▶ **EXERCISE BRIEF**:
Can you pull out each line of the data below that includes the word "const"?
↓↓↓
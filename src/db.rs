use crate::config::AppConfig;
use crate::errors::ServiceError;
use sea_orm::{ConnectOptions, Database, DatabaseConnection};
use sea_orm_migration::MigratorTrait;
use std::time::Duration;
use tracing::{debug, info};

/// Type alias for a database connection pool
pub type DbPool = DatabaseConnection;

/// Configuration for database connection
#[derive(Debug, Clone)]
pub struct DbConfig {
    /// Database connection URL
    pub url: String,
    /// Maximum number of connections
    pub max_connections: u32,
    /// Minimum number of connections
    pub min_connections: u32,
    /// Connection timeout duration
    pub connect_timeout: Duration,
    /// Idle timeout duration
    pub idle_timeout: Duration,
    /// Acquire connection timeout
    pub acquire_timeout: Duration,
}

impl Default for DbConfig {
    fn default() -> Self {
        Self {
            url: String::new(),
            max_connections: 10,
            min_connections: 1,
            connect_timeout: Duration::from_secs(30),
            idle_timeout: Duration::from_secs(600),
            acquire_timeout: Duration::from_secs(8),
        }
    }
}

impl From<&AppConfig> for DbConfig {
    fn from(cfg: &AppConfig) -> Self {
        Self {
            url: cfg.database_url.clone(),
            max_connections: cfg.db_max_connections,
            min_connections: cfg.db_min_connections,
            connect_timeout: Duration::from_secs(cfg.db_connect_timeout_secs),
            idle_timeout: Duration::from_secs(cfg.db_idle_timeout_secs),
            acquire_timeout: Duration::from_secs(cfg.db_acquire_timeout_secs),
        }
    }
}

/// Establishes a connection pool to the database with custom configuration
///
/// # Errors
/// Returns a `ServiceError` if the connection cannot be established
pub async fn establish_connection_with_config(config: &DbConfig) -> Result<DbPool, ServiceError> {
    debug!("Configuring database connection with: {:?}", config);

    let mut opt = ConnectOptions::new(config.url.clone());
    opt.max_connections(config.max_connections)
        .min_connections(config.min_connections)
        .connect_timeout(config.connect_timeout)
        .acquire_timeout(config.acquire_timeout)
        .idle_timeout(config.idle_timeout)
        .sqlx_logging(true);

    info!(
        "Connecting to database with max_connections={}",
        config.max_connections
    );

    let db_pool = Database::connect(opt).await?;

    info!("Database connection pool established successfully");

    Ok(db_pool)
}

/// Establish DB pool using AppConfig tuning
pub async fn establish_connection_from_app_config(cfg: &AppConfig) -> Result<DbPool, ServiceError> {
    let db_cfg: DbConfig = cfg.into();
    establish_connection_with_config(&db_cfg).await
}

/// Runs all pending migrations against the given pool
pub async fn run_migrations(db: &DbPool) -> Result<(), ServiceError> {
    info!("Running database migrations");
    crate::migrator::Migrator::up(db, None).await?;
    info!("Database migrations completed");
    Ok(())
}
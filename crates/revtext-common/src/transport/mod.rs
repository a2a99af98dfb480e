//! Revtext Transport Layer
//!
//! Framed message I/O over TCP. Two flavors share the same framing
//! semantics:
//!
//! - **Synchronous** (`std::net`): used by the client, which performs all
//!   network operations sequentially on one thread.
//! - **Asynchronous** (`tokio::net`): used by the server, which runs one
//!   worker task per accepted connection.
//!
//! Both receive paths read the 2-byte tag, then keep issuing exact reads
//! for whatever [`Message::decode`](crate::protocol::Message::decode)
//! reports missing, so short reads accumulate until the full message has
//! arrived or the peer closes the connection.

pub mod tcp;

pub use tcp::{connect, recv_message, recv_message_async, send_message, send_message_async};
pub mod error;
pub mod message;

pub use error::{Result, RevtextError};
pub use message::{
    is_printable_ascii, Decoded, Message, HEADER_SIZE, MAX_PAYLOAD_SIZE, TAG_AGREE, TAG_ANSWER,
    TAG_INIT, TAG_REQUEST, TAG_SIZE,
};
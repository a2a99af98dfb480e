//! Sequential reversal client.
//!
//! Drives one full exchange: validate input, split into chunks, handshake,
//! then request/answer per chunk strictly in order. The run either fully
//! succeeds and returns the reassembled text, or fails and returns nothing;
//! answers already received for earlier chunks are discarded as a set.

use std::time::Duration;

use revtext_common::protocol::{is_printable_ascii, Message, Result, RevtextError};
use revtext_common::transport::{connect, recv_message, send_message};

use crate::chunker::split_into_chunks;

/// Per-address connect timeout.
const CONNECT_TIMEOUT: Duration = Duration::from_secs(5);
/// Receive timeout for the handshake `Agree`.
const AGREE_TIMEOUT: Duration = Duration::from_secs(5);
/// Receive timeout for each `Answer`. Must exceed the server's per-chunk
/// processing delay plus transmission time, or a healthy exchange gets
/// misclassified as failed.
const ANSWER_TIMEOUT: Duration = Duration::from_secs(10);

/// Client for the chunk reversal exchange.
pub struct ReverseClient {
    server_addr: String,
}

impl ReverseClient {
    /// Create a client targeting `addr` (e.g. "127.0.0.1:9400").
    pub fn new(addr: impl Into<String>) -> Self {
        Self {
            server_addr: addr.into(),
        }
    }

    /// Run one full reversal exchange.
    ///
    /// `text` must be printable ASCII; this is checked before any network
    /// activity since the protocol cannot carry anything else. Chunk sizes
    /// are drawn from `[lmin, lmax]` (see [`split_into_chunks`]).
    ///
    /// All-or-nothing: any timeout, transport failure, or protocol
    /// violation aborts the remaining chunks and the whole run fails.
    pub fn run(&self, text: &[u8], lmin: usize, lmax: usize) -> Result<String> {
        if !is_printable_ascii(text) {
            return Err(RevtextError::InvalidInput(
                "input contains characters outside printable ASCII".to_string(),
            ));
        }

        let chunks = split_into_chunks(text, lmin, lmax);
        let block_count = chunks.len() as u32;
        tracing::info!(
            "Input is {} bytes, split into {} blocks of {}-{} bytes",
            text.len(),
            block_count,
            lmin,
            lmax
        );

        tracing::info!("Connecting to {}", self.server_addr);
        let mut stream = connect(&self.server_addr, CONNECT_TIMEOUT)?;
        stream.set_read_timeout(Some(AGREE_TIMEOUT))?;
        stream.set_write_timeout(Some(AGREE_TIMEOUT))?;

        send_message(&mut stream, &Message::Init { block_count })?;
        match recv_message(&mut stream)? {
            Message::Agree => tracing::info!("Server agreed to reverse {} blocks", block_count),
            other => {
                return Err(RevtextError::Protocol(format!(
                    "Expected agree, got {}",
                    other.kind()
                )))
            }
        }

        stream.set_read_timeout(Some(ANSWER_TIMEOUT))?;

        let mut results: Vec<Option<Vec<u8>>> = vec![None; chunks.len()];
        for (index, chunk) in chunks.iter().enumerate() {
            send_message(
                &mut stream,
                &Message::Request {
                    payload: chunk.clone(),
                },
            )?;
            match recv_message(&mut stream)? {
                Message::Answer { payload } => {
                    if !is_printable_ascii(&payload) {
                        return Err(RevtextError::Protocol(format!(
                            "Answer for block {} contains non-printable bytes",
                            index + 1
                        )));
                    }
                    tracing::info!(
                        "Block {}/{} reversed ({} bytes)",
                        index + 1,
                        block_count,
                        payload.len()
                    );
                    results[index] = Some(payload);
                }
                other => {
                    return Err(RevtextError::Protocol(format!(
                        "Expected answer for block {}, got {}",
                        index + 1,
                        other.kind()
                    )))
                }
            }
        }

        // Output is produced only when every index holds a result.
        let mut output = Vec::with_capacity(text.len());
        for (index, result) in results.into_iter().enumerate() {
            match result {
                Some(payload) => output.extend_from_slice(&payload),
                None => {
                    return Err(RevtextError::Protocol(format!(
                        "Missing result for block {}",
                        index + 1
                    )))
                }
            }
        }
        String::from_utf8(output)
            .map_err(|_| RevtextError::Protocol("reassembled output is not UTF-8".to_string()))
    }
}

#[cfg(test)]
mod tests {
    use super::*;

    #[test]
    fn test_non_ascii_input_rejected_before_connecting() {
        // The target address is unroutable; reaching it would hang or fail
        // differently, so an InvalidInput proves validation came first.
        let client = ReverseClient::new("192.0.2.1:9400");
        let result = client.run("caf\u{e9}".as_bytes(), 2, 4);
        match result {
            Err(RevtextError::InvalidInput(_)) => {}
            other => panic!("expected invalid input error, got {:?}", other),
        }
    }

    #[test]
    fn test_control_characters_rejected() {
        let client = ReverseClient::new("192.0.2.1:9400");
        let result = client.run(b"line one\nline two", 2, 4);
        assert!(matches!(result, Err(RevtextError::InvalidInput(_))));
    }
}
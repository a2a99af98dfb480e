//! Revtext Client
//!
//! This crate provides the client half of the revtext system: splitting an
//! input text into randomly-sized chunks and running the sequential
//! reversal exchange against a server.
//!
//! The client is intentionally single-threaded and synchronous; it does not
//! send chunk N+1 until chunk N's answer has fully arrived.

pub mod chunker;
pub mod client;

pub use chunker::split_into_chunks;
pub use client::ReverseClient;
use thiserror::Error;

#[derive(Error, Debug)]
pub enum RevtextError {
    #[error("Connection error: {0}")]
    Connection(String),

    #[error("Timed out {0}")]
    Timeout(String),

    #[error("Protocol error: {0}")]
    Protocol(String),

    #[error("Invalid input: {0}")]
    InvalidInput(String),

    #[error("IO error: {0}")]
    Io(#[from] std::io::Error),
}

pub type Result<T> = std::result::Result<T, RevtextError>;
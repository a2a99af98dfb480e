//! Per-connection session.
//!
//! Each accepted connection is driven through a fixed exchange: one `Init`
//! announcing the block count, an `Agree` back, then exactly that many
//! `Request`/`Answer` pairs, after which the server closes the connection.
//! Any malformed message, oversize declared length, non-ASCII payload, or
//! transport error abandons the session immediately; nothing is retried or
//! resumed, and no response is sent for the offending message.
//!
//! Every blocking read races the process-wide shutdown signal, and the
//! signal is re-checked at each chunk boundary, so an in-flight session
//! aborts promptly once shutdown begins even mid-exchange.

use std::net::SocketAddr;
use std::time::Duration;

use tokio::net::TcpStream;
use tokio::sync::watch;
use tokio::time::timeout;

use revtext_common::protocol::{is_printable_ascii, Message, Result, RevtextError};
use revtext_common::transport::{recv_message_async, send_message_async};

/// Read timeout for the opening `Init`.
const HANDSHAKE_TIMEOUT: Duration = Duration::from_secs(5);
/// Read timeout for each chunk `Request`. Longer than the handshake timeout
/// to tolerate client-side pauses between chunks.
const CHUNK_TIMEOUT: Duration = Duration::from_secs(30);

/// Drive one connection from accept to close.
pub(crate) async fn handle_connection(
    mut stream: TcpStream,
    peer: SocketAddr,
    mut shutdown: watch::Receiver<bool>,
    processing_delay: Duration,
) -> Result<()> {
    let block_count = await_init(&mut stream, &mut shutdown).await?;
    tracing::info!("Client {} requested reversal of {} blocks", peer, block_count);
    send_message_async(&mut stream, &Message::Agree).await?;

    for index in 0..block_count {
        if *shutdown.borrow() {
            return Err(RevtextError::Connection(
                "server shutting down".to_string(),
            ));
        }

        let payload = await_request(&mut stream, &mut shutdown).await?;
        if !is_printable_ascii(&payload) {
            return Err(RevtextError::Protocol(format!(
                "Request for block {} contains non-printable bytes",
                index + 1
            )));
        }

        // Bounded per-chunk work; the exact duration is tunable but its
        // presence is part of the contract (clients size their answer
        // timeout against it).
        tokio::time::sleep(processing_delay).await;

        let mut reversed = payload;
        reversed.reverse();
        send_message_async(&mut stream, &Message::Answer { payload: reversed }).await?;
        tracing::info!("Processed block {}/{} for {}", index + 1, block_count, peer);
    }

    Ok(())
}

async fn await_init(
    stream: &mut TcpStream,
    shutdown: &mut watch::Receiver<bool>,
) -> Result<u32> {
    match recv_or_shutdown(stream, shutdown, HANDSHAKE_TIMEOUT, "waiting for init").await? {
        Message::Init { block_count } => Ok(block_count),
        other => Err(RevtextError::Protocol(format!(
            "Expected init, got {}",
            other.kind()
        ))),
    }
}

async fn await_request(
    stream: &mut TcpStream,
    shutdown: &mut watch::Receiver<bool>,
) -> Result<Vec<u8>> {
    match recv_or_shutdown(stream, shutdown, CHUNK_TIMEOUT, "waiting for request").await? {
        Message::Request { payload } => Ok(payload),
        other => Err(RevtextError::Protocol(format!(
            "Expected request, got {}",
            other.kind()
        ))),
    }
}

/// Read one message, bounded by `dur` and racing the shutdown signal so a
/// blocked read unblocks as soon as shutdown begins.
async fn recv_or_shutdown(
    stream: &mut TcpStream,
    shutdown: &mut watch::Receiver<bool>,
    dur: Duration,
    what: &str,
) -> Result<Message> {
    tokio::select! {
        res = timeout(dur, recv_message_async(stream)) => match res {
            Ok(inner) => inner,
            Err(_) => Err(RevtextError::Timeout(format!(
                "{} after {}ms",
                what,
                dur.as_millis()
            ))),
        },
        _ = shutdown.changed() => Err(RevtextError::Connection(
            "server shutting down".to_string(),
        )),
    }
}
↑↑↑
▶ **RESULT**:
const CONNECT_TIMEOUT: Duration = Duration::from_secs(5);
const AGREE_TIMEOUT: Duration = Duration::from_secs(5);
const ANSWER_TIMEOUT: Duration = Duration::from_secs(10);
const HANDSHAKE_TIMEOUT: Duration = Duration::from_secs(5);
const CHUNK_TIMEOUT: Duration = Duration::from_secs(30);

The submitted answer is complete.